From Monday 4 April to Friday 8, I’m in residence at the University of Nebraska, Lincoln, where I give a couple of talks and share some classes. That’s the gig that brought me to the US, in the first place, though it occurs two-thirds of the way through my tour. Tom Lynch carefully timed my visit to coincide with the arrival of the sandhill cranes.
After Lincoln, a sophisticated university town on the prairie, I’ll head down to James Madison U in western Virginia for a residency there, courtesy of my friend the poet Laurie Kutchins. And after that a couple of days (14 and 15 April) in New York.
My reading in Powell’s, the world’s biggest bookstore, with Barry Lopez on 20 March went beautifully—thanks, Barry. Portland is a very elegant city set down in some spectacular, if wet, scenery.
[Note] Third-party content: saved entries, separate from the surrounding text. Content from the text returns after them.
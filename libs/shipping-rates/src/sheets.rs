//! Google Sheets v4 table source
//!
//! Reads cell values with `spreadsheets.values.get` and tab titles with a
//! field-masked `spreadsheets.get`. Credentials are resolved on first use so
//! a misconfigured deployment still starts and reports the problem per call.

use crate::credentials::{Credentials, TokenProvider};
use crate::error::SourceError;
use crate::source::{Rows, TableSource};
use async_trait::async_trait;
use reqwest::{Client, Url};
use serde::Deserialize;
use serde_json::Value;
use std::time::Duration;
use tokio::sync::OnceCell;
use tracing::debug;

pub const DEFAULT_API_BASE_URL: &str = "https://sheets.googleapis.com";
pub const DEFAULT_REQUEST_TIMEOUT_MS: u64 = 30_000;

/// Connection settings for a spreadsheet
#[derive(Debug, Clone)]
pub struct SheetsSettings {
    pub spreadsheet_id: String,
    pub api_base_url: String,
    pub credentials: Credentials,
    pub request_timeout: Duration,
}

impl Default for SheetsSettings {
    fn default() -> Self {
        Self {
            spreadsheet_id: String::new(),
            api_base_url: DEFAULT_API_BASE_URL.to_string(),
            credentials: Credentials::Missing,
            request_timeout: Duration::from_millis(DEFAULT_REQUEST_TIMEOUT_MS),
        }
    }
}

#[derive(Debug, Deserialize)]
struct ValueRange {
    #[serde(default)]
    values: Vec<Vec<Value>>,
}

#[derive(Debug, Deserialize)]
struct SpreadsheetMeta {
    #[serde(default)]
    sheets: Vec<SheetEntry>,
}

#[derive(Debug, Deserialize)]
struct SheetEntry {
    properties: SheetProperties,
}

#[derive(Debug, Deserialize)]
struct SheetProperties {
    title: String,
}

#[derive(Debug, Deserialize)]
struct ApiErrorEnvelope {
    error: ApiErrorBody,
}

#[derive(Debug, Deserialize)]
struct ApiErrorBody {
    #[serde(default)]
    message: String,
}

/// Sheets REST client implementing `TableSource`
pub struct GoogleSheetsSource {
    settings: SheetsSettings,
    client: Client,
    tokens: OnceCell<TokenProvider>,
}

impl GoogleSheetsSource {
    pub fn new(settings: SheetsSettings) -> Result<Self, SourceError> {
        let client = Client::builder()
            .timeout(settings.request_timeout)
            .build()?;

        Ok(Self {
            settings,
            client,
            tokens: OnceCell::new(),
        })
    }

    pub fn spreadsheet_id(&self) -> &str {
        &self.settings.spreadsheet_id
    }

    async fn bearer_token(&self) -> Result<String, SourceError> {
        let provider = self
            .tokens
            .get_or_try_init(|| async {
                TokenProvider::from_credentials(&self.settings.credentials)
            })
            .await?;
        provider.access_token(&self.client).await
    }

    /// `{base}/v4/spreadsheets/{id}/{extra...}` with each segment escaped
    fn endpoint(&self, extra: &[&str]) -> Result<Url, SourceError> {
        let spreadsheet_id = self.settings.spreadsheet_id.trim();
        if spreadsheet_id.is_empty() {
            return Err(SourceError::Configuration(
                "Spreadsheet ID is not configured".to_string(),
            ));
        }

        let mut url = Url::parse(&self.settings.api_base_url).map_err(|e| {
            SourceError::Configuration(format!(
                "Invalid Sheets API base URL '{}': {}",
                self.settings.api_base_url, e
            ))
        })?;

        url.path_segments_mut()
            .map_err(|_| {
                SourceError::Configuration(format!(
                    "Sheets API base URL '{}' cannot carry a path",
                    self.settings.api_base_url
                ))
            })?
            .pop_if_empty()
            .extend(["v4", "spreadsheets", spreadsheet_id])
            .extend(extra);

        Ok(url)
    }

    async fn get_json(
        &self,
        url: Url,
        query: &[(&str, &str)],
        range: Option<&str>,
    ) -> Result<String, SourceError> {
        let token = self.bearer_token().await?;

        debug!("GET {}", url);
        let response = self
            .client
            .get(url)
            .query(query)
            .bearer_auth(token)
            .send()
            .await?;

        let status = response.status();
        let body = response.text().await?;
        if status.is_success() {
            return Ok(body);
        }

        let message = serde_json::from_str::<ApiErrorEnvelope>(&body)
            .map(|envelope| envelope.error.message)
            .unwrap_or(body);
        Err(SourceError::from_api_response(range, status.as_u16(), message))
    }
}

fn cell_text(value: Value) -> String {
    match value {
        Value::String(s) => s,
        Value::Null => String::new(),
        other => other.to_string(),
    }
}

#[async_trait]
impl TableSource for GoogleSheetsSource {
    async fn fetch_values(&self, range: &str) -> Result<Rows, SourceError> {
        let url = self.endpoint(&["values", range])?;
        let body = self
            .get_json(url, &[("majorDimension", "ROWS")], Some(range))
            .await?;

        let value_range: ValueRange = serde_json::from_str(&body)
            .map_err(|e| SourceError::InvalidResponse(format!("values for {}: {}", range, e)))?;

        Ok(value_range
            .values
            .into_iter()
            .map(|row| row.into_iter().map(cell_text).collect())
            .collect())
    }

    async fn sheet_titles(&self) -> Result<Vec<String>, SourceError> {
        let url = self.endpoint(&[])?;
        let body = self
            .get_json(url, &[("fields", "sheets.properties.title")], None)
            .await?;

        let meta: SpreadsheetMeta = serde_json::from_str(&body)
            .map_err(|e| SourceError::InvalidResponse(format!("spreadsheet metadata: {}", e)))?;

        Ok(meta
            .sheets
            .into_iter()
            .map(|sheet| sheet.properties.title)
            .collect())
    }
}

#[cfg(test)]
#[allow(clippy::disallowed_methods)] // Test code - unwrap is acceptable
mod tests {
    use super::*;
    use serde_json::json;

    fn source(id: &str, base: &str) -> GoogleSheetsSource {
        GoogleSheetsSource::new(SheetsSettings {
            spreadsheet_id: id.to_string(),
            api_base_url: base.to_string(),
            credentials: Credentials::AccessToken("t".to_string()),
            ..Default::default()
        })
        .unwrap()
    }

    #[test]
    fn test_endpoint_escapes_range() {
        let url = source("abc", "https://sheets.example.com/")
            .endpoint(&["values", "'Shipping Rules'!A2:H"])
            .unwrap();
        assert_eq!(
            url.as_str(),
            "https://sheets.example.com/v4/spreadsheets/abc/values/'Shipping%20Rules'!A2:H"
        );
    }

    #[test]
    fn test_missing_spreadsheet_id() {
        let err = source("  ", DEFAULT_API_BASE_URL).endpoint(&[]).unwrap_err();
        assert!(matches!(err, SourceError::Configuration(_)));
    }

    #[test]
    fn test_cell_text() {
        assert_eq!(cell_text(json!("VN")), "VN");
        assert_eq!(cell_text(json!(2.5)), "2.5");
        assert_eq!(cell_text(json!(true)), "true");
        assert_eq!(cell_text(Value::Null), "");
    }
}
And Scott Slovic and his students made me very welcome at UNR (University of Nevada, Reno), last week. Reno is the epicentre of ecocrciticism, and it was a joy to share some classes there, and make a presentation to Scott’s brilliant graduate seminar. Part of the welcome I received was a late spring snow squall, in which I learned to walk on ice. Reno, in the rain shadow of the Sierra Nevadas, in the ecotone between montane and desert landscapes, is an exciting and beautiful part of the world. They have the odd casino, too. My friend, the essayist, anthropologist, art historian and curator (of the brilliant Nevada Museum of Art) drove me east into the basin and range country on Sunday—right up into the palya of Black Rock Desert, site of a famous annual art bacchinal/festival.
Off to run a writing seminar at U of Montana. Another update soon.